Data to examine: Begin
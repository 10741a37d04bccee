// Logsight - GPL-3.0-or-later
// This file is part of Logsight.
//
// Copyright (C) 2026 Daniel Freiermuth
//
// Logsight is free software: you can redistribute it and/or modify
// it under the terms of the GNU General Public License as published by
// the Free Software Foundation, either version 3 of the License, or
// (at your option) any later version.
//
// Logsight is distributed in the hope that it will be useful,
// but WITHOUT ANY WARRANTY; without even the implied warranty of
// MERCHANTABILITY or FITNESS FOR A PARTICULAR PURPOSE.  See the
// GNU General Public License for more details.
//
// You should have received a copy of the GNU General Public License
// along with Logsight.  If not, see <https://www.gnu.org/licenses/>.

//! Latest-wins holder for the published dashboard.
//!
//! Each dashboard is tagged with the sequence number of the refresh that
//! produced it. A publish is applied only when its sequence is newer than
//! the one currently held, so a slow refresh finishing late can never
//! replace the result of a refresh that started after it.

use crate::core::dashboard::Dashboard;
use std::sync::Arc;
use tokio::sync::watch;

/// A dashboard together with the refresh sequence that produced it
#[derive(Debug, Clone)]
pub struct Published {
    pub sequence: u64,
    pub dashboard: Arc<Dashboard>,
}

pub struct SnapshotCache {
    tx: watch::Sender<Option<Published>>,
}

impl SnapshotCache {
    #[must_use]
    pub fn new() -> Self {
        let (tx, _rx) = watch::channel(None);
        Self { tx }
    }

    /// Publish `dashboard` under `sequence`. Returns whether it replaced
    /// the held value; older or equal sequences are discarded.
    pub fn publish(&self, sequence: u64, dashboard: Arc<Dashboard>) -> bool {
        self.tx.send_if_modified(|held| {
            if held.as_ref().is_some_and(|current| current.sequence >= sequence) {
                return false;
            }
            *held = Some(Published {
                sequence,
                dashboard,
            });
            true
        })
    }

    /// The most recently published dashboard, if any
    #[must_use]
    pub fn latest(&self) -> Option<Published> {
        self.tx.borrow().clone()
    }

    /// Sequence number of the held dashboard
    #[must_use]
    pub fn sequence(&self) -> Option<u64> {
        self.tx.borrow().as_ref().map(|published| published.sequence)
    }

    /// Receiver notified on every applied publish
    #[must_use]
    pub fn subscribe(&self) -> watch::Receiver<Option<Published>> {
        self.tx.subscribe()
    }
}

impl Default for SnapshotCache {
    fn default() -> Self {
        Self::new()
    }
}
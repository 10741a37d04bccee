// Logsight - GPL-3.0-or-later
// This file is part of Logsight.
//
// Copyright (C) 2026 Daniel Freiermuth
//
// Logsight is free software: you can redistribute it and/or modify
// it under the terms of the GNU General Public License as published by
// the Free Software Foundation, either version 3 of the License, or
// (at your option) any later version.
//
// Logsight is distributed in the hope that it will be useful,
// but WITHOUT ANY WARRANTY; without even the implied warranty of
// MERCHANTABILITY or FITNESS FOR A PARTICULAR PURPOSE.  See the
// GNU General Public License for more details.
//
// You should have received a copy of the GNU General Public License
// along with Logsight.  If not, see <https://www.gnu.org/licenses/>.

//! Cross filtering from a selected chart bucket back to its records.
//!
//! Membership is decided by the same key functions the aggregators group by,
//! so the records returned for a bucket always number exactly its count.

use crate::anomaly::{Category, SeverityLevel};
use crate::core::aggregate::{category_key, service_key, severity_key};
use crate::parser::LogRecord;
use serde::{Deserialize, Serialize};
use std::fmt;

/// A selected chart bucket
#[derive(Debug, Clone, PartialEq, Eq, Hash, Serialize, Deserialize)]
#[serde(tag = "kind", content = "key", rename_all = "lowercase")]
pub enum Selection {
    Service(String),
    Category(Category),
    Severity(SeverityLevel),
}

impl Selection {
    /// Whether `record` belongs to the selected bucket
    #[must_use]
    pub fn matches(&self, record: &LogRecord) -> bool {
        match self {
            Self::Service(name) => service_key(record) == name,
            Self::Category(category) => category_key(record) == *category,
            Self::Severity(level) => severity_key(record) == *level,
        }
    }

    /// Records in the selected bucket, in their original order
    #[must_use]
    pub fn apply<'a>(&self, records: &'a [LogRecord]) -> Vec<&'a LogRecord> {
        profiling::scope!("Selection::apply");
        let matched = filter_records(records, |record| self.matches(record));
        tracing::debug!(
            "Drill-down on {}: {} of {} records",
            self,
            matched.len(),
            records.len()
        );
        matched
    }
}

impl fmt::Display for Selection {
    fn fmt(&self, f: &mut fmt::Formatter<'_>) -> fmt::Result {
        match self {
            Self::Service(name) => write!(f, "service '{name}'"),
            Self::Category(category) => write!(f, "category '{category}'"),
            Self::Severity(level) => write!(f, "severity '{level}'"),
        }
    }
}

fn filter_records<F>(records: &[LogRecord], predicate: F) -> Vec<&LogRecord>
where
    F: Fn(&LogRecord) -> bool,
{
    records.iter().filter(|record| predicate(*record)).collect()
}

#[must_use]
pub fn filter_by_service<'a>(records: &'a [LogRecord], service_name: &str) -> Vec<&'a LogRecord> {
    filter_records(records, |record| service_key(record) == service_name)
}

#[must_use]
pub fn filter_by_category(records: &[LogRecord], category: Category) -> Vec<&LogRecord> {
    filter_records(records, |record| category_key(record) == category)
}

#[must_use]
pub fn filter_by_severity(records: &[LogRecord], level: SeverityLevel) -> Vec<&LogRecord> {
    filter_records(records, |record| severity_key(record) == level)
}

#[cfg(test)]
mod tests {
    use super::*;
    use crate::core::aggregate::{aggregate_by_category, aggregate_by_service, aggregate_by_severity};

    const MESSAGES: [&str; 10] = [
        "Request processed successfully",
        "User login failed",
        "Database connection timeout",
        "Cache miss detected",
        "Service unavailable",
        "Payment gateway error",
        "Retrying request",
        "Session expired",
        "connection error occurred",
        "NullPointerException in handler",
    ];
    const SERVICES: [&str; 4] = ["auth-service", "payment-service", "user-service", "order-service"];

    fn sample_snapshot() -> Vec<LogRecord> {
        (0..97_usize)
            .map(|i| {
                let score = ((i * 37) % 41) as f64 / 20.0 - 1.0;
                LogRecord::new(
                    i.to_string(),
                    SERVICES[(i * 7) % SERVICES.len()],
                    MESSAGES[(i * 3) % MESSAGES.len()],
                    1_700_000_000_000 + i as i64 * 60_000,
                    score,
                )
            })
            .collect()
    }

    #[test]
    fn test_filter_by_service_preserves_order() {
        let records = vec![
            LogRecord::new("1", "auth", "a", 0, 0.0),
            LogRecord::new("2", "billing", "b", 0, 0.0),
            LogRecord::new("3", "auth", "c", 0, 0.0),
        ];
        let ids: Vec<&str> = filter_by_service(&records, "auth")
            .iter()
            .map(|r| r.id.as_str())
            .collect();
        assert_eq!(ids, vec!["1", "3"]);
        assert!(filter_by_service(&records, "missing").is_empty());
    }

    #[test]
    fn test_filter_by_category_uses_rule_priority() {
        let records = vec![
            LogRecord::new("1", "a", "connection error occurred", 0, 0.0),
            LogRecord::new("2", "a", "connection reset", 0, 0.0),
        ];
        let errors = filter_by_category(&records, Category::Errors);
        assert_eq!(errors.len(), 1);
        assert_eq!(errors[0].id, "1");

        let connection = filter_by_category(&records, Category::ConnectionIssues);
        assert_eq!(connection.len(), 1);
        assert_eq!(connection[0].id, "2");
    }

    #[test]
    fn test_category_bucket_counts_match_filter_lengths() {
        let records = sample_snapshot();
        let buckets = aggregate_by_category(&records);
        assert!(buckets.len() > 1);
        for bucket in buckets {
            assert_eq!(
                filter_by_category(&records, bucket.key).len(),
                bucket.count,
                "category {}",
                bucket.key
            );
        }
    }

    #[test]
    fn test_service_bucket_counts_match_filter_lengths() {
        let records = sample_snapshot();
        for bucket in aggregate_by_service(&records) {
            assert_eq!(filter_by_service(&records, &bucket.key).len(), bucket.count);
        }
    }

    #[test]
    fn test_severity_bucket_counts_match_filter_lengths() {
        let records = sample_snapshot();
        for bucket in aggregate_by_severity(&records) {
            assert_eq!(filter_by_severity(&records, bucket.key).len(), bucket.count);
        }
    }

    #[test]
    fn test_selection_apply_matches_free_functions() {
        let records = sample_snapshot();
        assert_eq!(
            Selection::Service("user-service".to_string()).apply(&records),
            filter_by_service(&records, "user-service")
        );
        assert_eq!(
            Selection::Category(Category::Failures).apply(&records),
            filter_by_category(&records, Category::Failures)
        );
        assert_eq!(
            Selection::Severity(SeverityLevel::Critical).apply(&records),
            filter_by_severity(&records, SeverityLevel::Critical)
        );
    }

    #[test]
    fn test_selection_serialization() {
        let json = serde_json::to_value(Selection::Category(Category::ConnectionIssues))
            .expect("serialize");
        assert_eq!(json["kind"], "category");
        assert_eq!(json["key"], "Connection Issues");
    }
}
Data to examine: End
Your objective: Start at the first line of the material and transcribe each line exactly, stopping once the line containing "sequences are discarded." has been written.

Expected answer:
repository 10741a37d04bccee
// Logsight - GPL-3.0-or-later
// This file is part of Logsight.
//
// Copyright (C) 2026 Daniel Freiermuth
//
// Logsight is free software: you can redistribute it and/or modify
// it under the terms of the GNU General Public License as published by
// the Free Software Foundation, either version 3 of the License, or
// (at your option) any later version.
//
// Logsight is distributed in the hope that it will be useful,
// but WITHOUT ANY WARRANTY; without even the implied warranty of
// MERCHANTABILITY or FITNESS FOR A PARTICULAR PURPOSE.  See the
// GNU General Public License for more details.
//
// You should have received a copy of the GNU General Public License
// along with Logsight.  If not, see <https://www.gnu.org/licenses/>.

//! Latest-wins holder for the published dashboard.
//!
//! Each dashboard is tagged with the sequence number of the refresh that
//! produced it. A publish is applied only when its sequence is newer than
//! the one currently held, so a slow refresh finishing late can never
//! replace the result of a refresh that started after it.

use crate::core::dashboard::Dashboard;
use std::sync::Arc;
use tokio::sync::watch;

/// A dashboard together with the refresh sequence that produced it
#[derive(Debug, Clone)]
pub struct Published {
    pub sequence: u64,
    pub dashboard: Arc<Dashboard>,
}

pub struct SnapshotCache {
    tx: watch::Sender<Option<Published>>,
}

impl SnapshotCache {
    #[must_use]
    pub fn new() -> Self {
        let (tx, _rx) = watch::channel(None);
        Self { tx }
    }

    /// Publish `dashboard` under `sequence`. Returns whether it replaced
    /// the held value; older or equal sequences are discarded.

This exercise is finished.